Winnipeg Blue Bombers
- Title: Defensive coordinator

Personal information
- Born: January 24, 1978 (age 47) Trenton, New Jersey, U.S.
- Height: 5 ft 10 in (1.78 m)
- Weight: 190 lb (86 kg)

Career information
- College: Connecticut
- NFL draft: 2000: undrafted

Career history

Playing
- Arizona Cardinals (2000); Rhein Fire (2001–2002); Amsterdam Admirals (2003); Washington Redskins (2003)*; Indiana Firebirds (2004); Toronto Argonauts (2004–2007); Edmonton Eskimos (2008); Toronto Argonauts (2009–2012);
- * Offseason and/or practice squad member only

Coaching
- Oakville Titans (2013) Defensive backs coach; Toronto Varsity Blues (2014) Defensive backs coach; Toronto Argonauts (2015–2016) Defensive backs coach; Winnipeg Blue Bombers (2018–2023) Defensive backs coach; Winnipeg Blue Bombers (2024–present) Defensive coordinator;

Awards and highlights
- As player: 2× Grey Cup champion (2004, 2012); As coach: 2× Grey Cup champion (2019, 2021);
- Stats at CFL.ca (archive)
- Stats at ArenaFan.com

= Jordan Younger =

American gridiron football player and coach (born 1978)

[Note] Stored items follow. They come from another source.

//! Duo push authentication.
//!
//! Each `DUO_*` secret maps an email domain to a Duo Auth API account. Users
//! are challenged on the account matching their Slack profile's email domain.

use super::Authenticator;
use crate::OutboundResponse;
use crate::command::CommandContext;
use crate::config::DuoSecret;
use crate::error::{AuthError, Result};

use anyhow::Context as _;
use base64::Engine as _;
use hmac::{Hmac, Mac};
use serde::Deserialize;
use sha2::Sha512;
use std::collections::HashMap;
use std::time::Duration;

const AUTH_PATH: &str = "/auth/v2/auth";

/// A push waits for the user to act on their device, so allow well over a minute.
const PUSH_TIMEOUT: Duration = Duration::from_secs(90);

#[derive(Debug, Deserialize)]
struct DuoEnvelope {
    stat: String,
    response: Option<DuoAuthResponse>,
}

#[derive(Debug, Deserialize)]
struct DuoAuthResponse {
    result: String,
}

/// Client for one Duo Auth API account.
#[derive(Debug, Clone)]
pub struct DuoClient {
    host: String,
    ikey: String,
    skey: String,
    base_url: String,
    http: reqwest::Client,
}

impl DuoClient {
    pub fn new(secret: &DuoSecret) -> Result<Self> {
        let http = reqwest::Client::builder()
            .timeout(PUSH_TIMEOUT)
            .build()
            .context("failed to create duo http client")?;
        Ok(Self {
            host: secret.host.to_lowercase(),
            ikey: secret.ikey.clone(),
            skey: secret.skey.clone(),
            base_url: format!("https://{}", secret.host),
            http,
        })
    }

    /// Point the client at a different server while still signing for `host`.
    pub fn with_base_url(mut self, base_url: impl Into<String>) -> Self {
        self.base_url = base_url.into().trim_end_matches('/').to_string();
        self
    }

    /// `Authorization` header for a v2-signed request.
    fn authorization(
        &self,
        method: &str,
        path: &str,
        body: &str,
        date: &str,
    ) -> anyhow::Result<String> {
        let canonical = [date, &method.to_uppercase(), &self.host, path, body].join("\n");
        let mut mac = Hmac::<Sha512>::new_from_slice(self.skey.as_bytes())
            .context("failed to initialize duo request signer")?;
        mac.update(canonical.as_bytes());
        let signature = hex::encode(mac.finalize().into_bytes());
        let credentials = format!("{}:{signature}", self.ikey);
        Ok(format!(
            "Basic {}",
            base64::engine::general_purpose::STANDARD.encode(credentials)
        ))
    }

    /// Send a push to `username`'s default device and wait for the verdict.
    ///
    /// Returns `Ok(true)` when the user approved.
    pub async fn push(&self, username: &str) -> std::result::Result<bool, AuthError> {
        let body = canonical_params(&[
            ("username", username),
            ("factor", "push"),
            ("device", "auto"),
        ]);
        let date = chrono::Utc::now()
            .format("%a, %d %b %Y %H:%M:%S -0000")
            .to_string();
        let authorization = self.authorization("POST", AUTH_PATH, &body, &date)?;

        let response = self
            .http
            .post(format!("{}{AUTH_PATH}", self.base_url))
            .header(reqwest::header::DATE, date)
            .header(reqwest::header::AUTHORIZATION, authorization)
            .header(
                reqwest::header::CONTENT_TYPE,
                "application/x-www-form-urlencoded",
            )
            .body(body)
            .send()
            .await?;

        let status = response.status().as_u16();
        if status != 200 {
            return Err(AuthError::InvalidResponse(status));
        }

        let envelope: DuoEnvelope = response
            .json()
            .await
            .context("failed to decode duo response")?;
        if envelope.stat != "OK" {
            return Err(AuthError::CannotAuthenticate);
        }

        Ok(envelope
            .response
            .is_some_and(|response| response.result == "allow"))
    }
}

/// Sorted `key=value` pairs, percent-encoded the way Duo canonicalizes them.
fn canonical_params(params: &[(&str, &str)]) -> String {
    let mut pairs: Vec<(String, String)> = params
        .iter()
        .map(|(key, value)| {
            (
                urlencoding::encode(key).into_owned(),
                urlencoding::encode(value).into_owned(),
            )
        })
        .collect();
    pairs.sort();
    pairs
        .into_iter()
        .map(|(key, value)| format!("{key}={value}"))
        .collect::<Vec<_>>()
        .join("&")
}

/// Authenticator that sends a Duo push to the invoking user.
pub struct DuoAuthenticator {
    /// Keyed by lowercase email domain.
    clients: HashMap<String, DuoClient>,
}

impl DuoAuthenticator {
    pub fn new(secrets: &[DuoSecret]) -> Result<Self> {
        if secrets.is_empty() {
            return Err(AuthError::NoSecretsProvided.into());
        }
        let clients = secrets
            .iter()
            .map(|secret| Ok((secret.domain.to_lowercase(), DuoClient::new(secret)?)))
            .collect::<Result<HashMap<_, _>>>()?;
        Ok(Self { clients })
    }

    /// Route every domain's requests to `base_url`.
    pub fn with_base_url(mut self, base_url: &str) -> Self {
        self.clients = self
            .clients
            .into_iter()
            .map(|(domain, client)| (domain, client.with_base_url(base_url)))
            .collect();
        self
    }
}

#[async_trait::async_trait]
impl Authenticator for DuoAuthenticator {
    fn name(&self) -> &str {
        "duo"
    }

    async fn authenticate(
        &self,
        ctx: &CommandContext,
        _token: Option<&str>,
        _options: &toml::Table,
    ) -> bool {
        let user = &ctx.user;
        let domain = user.email_domain().unwrap_or_default().to_lowercase();

        let Some(client) = self.clients.get(&domain) else {
            ctx.send_threaded(
                OutboundResponse::error(format!(
                    "💀 @{}: Duo in this bot is not configured for the domain: `{domain}`. \
                     It needs to be configured for you to run this command.",
                    user.name
                ))
                .with_markdown(),
            )
            .await;
            return false;
        };

        ctx.send(
            OutboundResponse::info(format!(
                "🎟 @{}: Sending a Duo notification to your device. You must approve!",
                user.name
            ))
            .with_markdown()
            .ephemeral_to(&user.id),
        )
        .await;

        let email = user.email.clone().unwrap_or_default();
        let failure = match client.push(&email).await {
            Ok(true) => None,
            Ok(false) => Some(format!(
                "💀 @{}: Your Duo request was rejected. Aborting...",
                user.name
            )),
            Err(AuthError::InvalidResponse(status)) => Some(format!(
                "💀 @{}: There was a problem communicating with Duo. Got this status: {status}. \
                 Aborting...",
                user.name
            )),
            Err(AuthError::CannotAuthenticate) => Some(format!(
                "💀 @{}: I can't Duo authenticate you. Please consult with your identity team. \
                 Aborting...",
                user.name
            )),
            Err(error) => Some(format!(
                "💀 @{}: I encountered some issue with Duo... Here are the details: ```{error}```",
                user.name
            )),
        };

        if let Some(text) = failure {
            tracing::warn!(user_id = %user.id, %domain, "duo authentication failed");
            ctx.send_threaded(OutboundResponse::error(text).with_markdown())
                .await;
            return false;
        }

        tracing::info!(user_id = %user.id, %domain, "duo authentication approved");
        ctx.send(
            OutboundResponse::success(format!(
                "🎸 @{}: Duo approved! Completing request...",
                user.name
            ))
            .with_markdown()
            .ephemeral_to(&user.id),
        )
        .await;
        true
    }
}

#[cfg(test)]
mod tests {
    use super::*;
    use crate::ChatUser;
    use crate::messaging::memory::{MemoryMessaging, inbound};
    use httpmock::prelude::*;
    use serde_json::json;
    use std::sync::Arc;

    fn secret() -> DuoSecret {
        DuoSecret {
            domain: "example.com".into(),
            host: "api-xxxxxxxx.duosecurity.com".into(),
            ikey: "DIWJ8X6AEYOR5OMC6TQ1".into(),
            skey: "deadbeefdeadbeefdeadbeefdeadbeefdeadbeef".into(),
        }
    }

    fn context(messaging: Arc<MemoryMessaging>, email: &str) -> CommandContext {
        CommandContext {
            message: inbound("C1", "U1", "!DeleteRepo netflix hubcommander"),
            user: ChatUser {
                id: "U1".into(),
                name: "alice".into(),
                email: Some(email.into()),
            },
            messaging,
        }
    }

    #[test]
    fn signs_canonical_request() {
        let client = DuoClient::new(&secret()).unwrap();
        let body = canonical_params(&[
            ("username", "alice@example.com"),
            ("factor", "push"),
            ("device", "auto"),
        ]);
        assert_eq!(
            body,
            "device=auto&factor=push&username=alice%40example.com"
        );

        let header = client
            .authorization("POST", AUTH_PATH, &body, "Tue, 21 Aug 2012 17:29:18 -0000")
            .unwrap();
        assert_eq!(
            header,
            "Basic RElXSjhYNkFFWU9SNU9NQzZUUTE6ODc0NzRmMzRlNTJkOThhN2Y1OThmODc3MWU1MzZkMDBkMDMzYjYyZTJkM2FjMzQ1ZmY2M2YwMDM5YzQ0MDkyZGRmOWMyNTEyMGZkZDFhM2RlOTNhZDE2NTQ5OWY2YmY4ZGY0NWNlNWI1YzIxYjRjODQ0MzczNDk2MTZiNjg4NzA="
        );
    }

    #[test]
    fn requires_secrets() {
        assert!(matches!(
            DuoAuthenticator::new(&[]),
            Err(crate::Error::Auth(AuthError::NoSecretsProvided))
        ));
    }

    #[tokio::test]
    async fn approved_push_passes() {
        let server = MockServer::start_async().await;
        let push = server.mock(|when, then| {
            when.method(POST)
                .path("/auth/v2/auth")
                .body_includes("factor=push")
                .body_includes("username=alice%40example.com");
            then.status(200)
                .json_body(json!({"stat": "OK", "response": {"result": "allow"}}));
        });

        let duo = DuoAuthenticator::new(&[secret()])
            .unwrap()
            .with_base_url(&server.base_url());
        let messaging = Arc::new(MemoryMessaging::new());
        let ctx = context(messaging.clone(), "alice@example.com");

        assert!(duo.authenticate(&ctx, None, &toml::Table::new()).await);
        push.assert_calls(1);

        let sent = messaging.sent();
        assert_eq!(sent.len(), 2);
        assert!(sent[0].text.starts_with("🎟 @alice"));
        assert_eq!(sent[0].ephemeral_user.as_deref(), Some("U1"));
        assert!(sent[1].text.contains("Duo approved!"));
    }

    #[tokio::test]
    async fn denied_and_failed_pushes_block() {
        let server = MockServer::start_async().await;
        server.mock(|when, then| {
            when.method(POST).path("/auth/v2/auth");
            then.status(200)
                .json_body(json!({"stat": "OK", "response": {"result": "deny"}}));
        });

        let duo = DuoAuthenticator::new(&[secret()])
            .unwrap()
            .with_base_url(&server.base_url());
        let messaging = Arc::new(MemoryMessaging::new());
        let ctx = context(messaging.clone(), "alice@example.com");

        assert!(!duo.authenticate(&ctx, None, &toml::Table::new()).await);
        let last = messaging.last().unwrap();
        assert!(last.text.contains("Your Duo request was rejected"));
        assert_eq!(last.thread_ts.as_deref(), Some("1700000000.000100"));
    }

    #[tokio::test]
    async fn non_ok_stat_cannot_authenticate() {
        let server = MockServer::start_async().await;
        server.mock(|when, then| {
            when.method(POST).path("/auth/v2/auth");
            then.status(200)
                .json_body(json!({"stat": "FAIL", "code": 40002, "message": "Invalid request parameters"}));
        });

        let duo = DuoAuthenticator::new(&[secret()])
            .unwrap()
            .with_base_url(&server.base_url());
        let messaging = Arc::new(MemoryMessaging::new());
        let ctx = context(messaging.clone(), "alice@example.com");

        assert!(!duo.authenticate(&ctx, None, &toml::Table::new()).await);
        assert!(messaging.last().unwrap().text.contains("I can't Duo authenticate you"));
    }

    #[tokio::test]
    async fn http_errors_report_status() {
        let server = MockServer::start_async().await;
        server.mock(|when, then| {
            when.method(POST).path("/auth/v2/auth");
            then.status(401);
        });

        let duo = DuoAuthenticator::new(&[secret()])
            .unwrap()
            .with_base_url(&server.base_url());
        let messaging = Arc::new(MemoryMessaging::new());
        let ctx = context(messaging.clone(), "alice@example.com");

        assert!(!duo.authenticate(&ctx, None, &toml::Table::new()).await);
        assert!(messaging.last().unwrap().text.contains("Got this status: 401"));
    }

    #[tokio::test]
    async fn unknown_domain_is_rejected_without_calling_duo() {
        let server = MockServer::start_async().await;
        let push = server.mock(|when, then| {
            when.method(POST).path("/auth/v2/auth");
            then.status(200);
        });

        let duo = DuoAuthenticator::new(&[secret()])
            .unwrap()
            .with_base_url(&server.base_url());
        let messaging = Arc::new(MemoryMessaging::new());
        let ctx = context(messaging.clone(), "mallory@elsewhere.org");

        assert!(!duo.authenticate(&ctx, None, &toml::Table::new()).await);
        push.assert_calls(0);
        assert_eq!(
            messaging.texts(),
            vec![
                "💀 @alice: Duo in this bot is not configured for the domain: `elsewhere.org`. \
                 It needs to be configured for you to run this command."
                    .to_string()
            ]
        );
    }
}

Jordan Younger (born January 24, 1978) is the defensive coordinator for the Winnipeg Blue Bombers of the Canadian Football League (CFL). He is also a former professional defensive back and played for nine years in the CFL where he won two Grey Cup championships with the Toronto Argonauts.

==College career==
Younger majored in political science at the University of Connecticut where he also played college football and holds the school record for career kick return touchdowns with four.

==Professional playing career==

===NFL Europe===
Younger played cornerback and returned kicks on special teams for the Rhein Fire from 2001 to 2002 and the Amsterdam Admirals in 2003. He was named to the All-NFL Europe team in 2002 and 2003.

===Toronto Argonauts===
Younger's CFL career began with the Toronto Argonauts in 2004 when he led the team with 11 pass knockdowns and won a Grey Cup championship. He was named a CFL All-Star in 2005 and 2007.

===Edmonton Eskimos===
On February 15, 2008, Younger was traded to the Edmonton Eskimos for running back Tyler Ebell and wide receiver T. J. Acree. He made 53 tackles and 1 interception while playing for Edmonton. He was released by the Eskimos on January 7, 2009.

===Toronto Argonauts (II)===
On January 13, 2009, Younger was signed to play again for the Argonauts. On February 10, 2010, Younger was released by the Argonauts, but was later re-signed by the team on March 4, 2010. On November 25, 2012, Younger won the 100th Grey Cup with the Argonauts, serving as their defensive captain. On November 27, 2012, Younger accompanied the Grey Cup during the Argonauts' championship parade. On June 2, 2013, Younger did not attend the mandatory training camp sessions as he was preparing for retirement.

==Football coaching career==
===Oakville Titans===
In 2013, Younger served as defensive backs coach for the Oakville Titans.

===Toronto Varsity Blues===
In 2014, Younger served as the defensive backs coach for the University of Toronto Varsity Blues of CIS football.

===Toronto Argonauts===
On May 18, 2015, Younger was named the defensive backs coach for the Toronto Argonauts, marking his return to the organization since winning the 100th Grey Cup championship in 2012 as their defensive captain.

===Winnipeg Blue Bombers===
On January 5, 2018, it was announced that Younger was hired as the Defensive Backs Coach for the Winnipeg Blue Bombers. He won his third Grey Cup championship and first as a coach when the Blue Bombers defeated the Hamilton Tiger-Cats in the 107th Grey Cup game. He won his fourth championship in the next season when the Blue Bombers repeated as champions following their 108th Grey Cup victory.

On January 8, 2024, it was announced that Younger had been promoted to defensive coordinator.